Improved sample preparation for β-N-Methylamino-L-Alanine (BMAA) Analysis by hydrophilic interaction liquid chromatography–tandem mass spectrometry and assessment of freshwater cyanobacterial cultures from Aotearoa New Zealand

Abstract

β-N-Methylamino-L-alanine (BMAA), aneurotoxic nonproteinogenic amino acid implicated in the development of neurodegenerative diseases, has been broadly associated with cyanobacteria and bioaccumulation through the food web. Early high-level detections, from poorly selective high-performance liquid chromatography-fluorescence detection (HPLC−FLD) methods, have never been repeated using modern, selective tandem mass spectrometry methods. We developed a hydrophilic interaction liquid chromatography−tandem mass spectrometry (HILIC−MS/MS) method for total BMAA analysis, using an improved solid phase extraction sample cleanup to reduce suppression. We identified oxidative degradation products of BMAA, formed during strong acid hydrolysis, due to residual nitrate in culture media and implemented a dewatering step to resolve this problem.
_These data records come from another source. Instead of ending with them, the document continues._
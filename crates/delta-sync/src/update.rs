//! Update dispatcher: the single encode/decode entry point.
//!
//! `create_update` classifies the change, runs the chosen codec and
//! guarantees the result is never larger than sending the new value whole.
//! `apply_update` routes an update to the codec that understands it.

use delta_sync_util::json_size;
use serde_json::Value;
use tracing::{debug, trace};

use crate::array_diff::ArrayCodec;
use crate::config::SyncConfig;
use crate::delta::DeltaCodec;
use crate::patch::PatchCodec;
use crate::strategy::select_strategy_with;
use crate::types::{Strategy, Update};

/// An encoding strategy.
///
/// Implementations are stateless; `encode` never reads anything but its
/// arguments and `decode` never modifies the replica.
pub trait Codec {
    fn strategy(&self) -> Strategy;

    /// Encodes the change from `prev` to `next`, possibly as a value update.
    fn encode(&self, prev: &Value, next: &Value) -> Update;

    /// Reconstructs the next value from `current` and `update`.
    fn decode(&self, current: &Value, update: &Update) -> Value;

    fn estimate_size(&self, update: &Update) -> usize {
        estimate_size(update)
    }
}

/// Full replacement.
#[derive(Debug, Clone, Copy, Default)]
pub struct ValueCodec;

impl Codec for ValueCodec {
    fn strategy(&self) -> Strategy {
        Strategy::Value
    }

    fn encode(&self, _prev: &Value, next: &Value) -> Update {
        Update::Value(next.clone())
    }

    fn decode(&self, current: &Value, update: &Update) -> Value {
        apply_update(current, update)
    }
}

/// Returns the codec implementing `strategy`.
pub fn codec_for(strategy: Strategy) -> &'static dyn Codec {
    match strategy {
        Strategy::Value => &ValueCodec,
        Strategy::Delta => &DeltaCodec,
        Strategy::Patch => &PatchCodec,
        Strategy::Array => &ArrayCodec,
    }
}

/// Serialized size of the update's payload, the one cost metric shared by
/// every strategy.
pub fn estimate_size(update: &Update) -> usize {
    match update {
        Update::Value(v) => json_size(v),
        other => json_size(&other.data()),
    }
}

/// Applies `update` to `current`, returning the new value.
///
/// Never fails: shape mismatches degrade as documented on each codec.
pub fn apply_update(current: &Value, update: &Update) -> Value {
    trace!(strategy = update.strategy().as_str(), "applying update");
    match update {
        Update::Value(v) => v.clone(),
        Update::Delta(_) => crate::delta::decode(current, update),
        Update::Patch(_) => crate::patch::decode(current, update),
        Update::Array(_) => crate::array_diff::decode(current, update),
    }
}

/// Encoder and decoder bound to a [`SyncConfig`].
#[derive(Debug, Clone, Copy, Default, PartialEq, Eq)]
pub struct Differ {
    config: SyncConfig,
}

impl Differ {
    pub fn new(config: SyncConfig) -> Self {
        Self { config }
    }

    pub fn config(&self) -> &SyncConfig {
        &self.config
    }

    pub fn select_strategy(&self, prev: &Value, next: &Value) -> Strategy {
        select_strategy_with(&self.config, prev, next)
    }

    /// Encodes the change from `prev` to `next`.
    pub fn create_update(&self, prev: &Value, next: &Value) -> Update {
        let strategy = self.select_strategy(prev, next);
        let update = codec_for(strategy).encode(prev, next);
        if let Update::Value(_) = update {
            debug!(selected = strategy.as_str(), "encoded as value");
            return update;
        }
        let size = estimate_size(&update);
        let full = json_size(next);
        if size > full {
            debug!(selected = strategy.as_str(), size, full, "encoding larger than value, replacing");
            return Update::Value(next.clone());
        }
        debug!(selected = strategy.as_str(), size, full, "encoded");
        update
    }

    pub fn apply_update(&self, current: &Value, update: &Update) -> Value {
        apply_update(current, update)
    }

    pub fn estimate_size(&self, update: &Update) -> usize {
        estimate_size(update)
    }
}

/// [`Differ::select_strategy`] with the default thresholds.
pub fn select_strategy(prev: &Value, next: &Value) -> Strategy {
    Differ::default().select_strategy(prev, next)
}

/// [`Differ::create_update`] with the default thresholds.
pub fn create_update(prev: &Value, next: &Value) -> Update {
    Differ::default().create_update(prev, next)
}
The method was validated using Spirulina powder, environmental, and two cultured cyanobacterial samples, achieving a reporting limit of 0.3mg/kg in dry cyanobacterial samples. The validated method was then applied to an additional 30 cyanobacteria cultures from Aotearoa New Zealand. BMAA was only detected in one strain, Planktothrix sp. CAWBG-35, at 2.3mg/kg. These results indicate that BMAA is not produced at the high levels originally reported (e.g.,g/kg) in fresh water cyanobacteria and suggest that BMAA production is not widespread among freshwater cyanobacteria from Aotearoa New Zealand. These results have broad implications for future risk-based environmental and public health monitoring.